Giorgio Scerbanenco (; ; ; 18 July  1911 –  27 October 1969) was a Ukrainian-born Italian crime fiction writer.

Life and works 
Giorgio Scerbanenco was born in Kyiv, in what was then the Russian Empire. At an early age, his family immigrated to Rome (Scerbanenco's father was Ukrainian, his mother was Italian), and then he moved to Milan when he was 18 years old.

He found work as a freelance writer for many Italian magazines, chief among them Annabella before becoming a novelist. His first fiction books were detective novels set in the United States and clearly inspired by the works of Edgar Wallace and S.S. Van Dine signed with an English-sounding pen name. While Scerbanenco wrote in several genres, he is famous in Italy for his crime and detective novels, many of which have been dramatized in Italian film and television . These include the series of novels with main character Duca Lamberti, a physician struck off the register for having performed a euthanasia, and turned detective (Venere privata - A Private Venus, 1966; Traditori di tutti - Betrayers of All, 1966; I ragazzi del massacro - The Boys of the Massacre, 1968; I milanesi ammazzano al sabato - The Milanese kill on Saturday, 1969), as well as Sei giorni di preavviso (Six Days of Notice), his first novel. He died of a heart attack in Milan on 27 October 1969. As well as in Milan, the writer lived for a long period in Lignano Sabbiadoro, a town on the Adriatic Sea in Friuli-Venezia Giulia. The town holds his archive.

Style 
Scerbanenco was a frail, shy man, and his style was notable for the realistic way in which conveyed and evoked the helplessness and despair of weak people being cruelly victimized.
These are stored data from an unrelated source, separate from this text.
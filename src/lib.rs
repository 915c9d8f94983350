pub mod archive;
pub mod config;
pub mod db;
pub mod error;
pub mod images;
pub mod logging;
pub mod photos;

pub use config::Config;
pub use db::{Database, Snapshot};
pub use error::{Error, Result};
pub use images::ImageStore;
His depiction of female characters is based on his years of experience answering the letters of women magazines' readers.

His virulent and over-the-top anti-communism stemmed from the trauma of losing his father during the Russian revolution, the trauma of exile and the meager life in Rome which followed it.

This odd trait helped his popularity among Italian low and middle bourgeoisie, who felt reinforced in their social prejudices, but hampered his critical success in Italy; international critics (especially in France) did overlook this facet of his style and praised him when at home he was considered nothing more than a genre writer.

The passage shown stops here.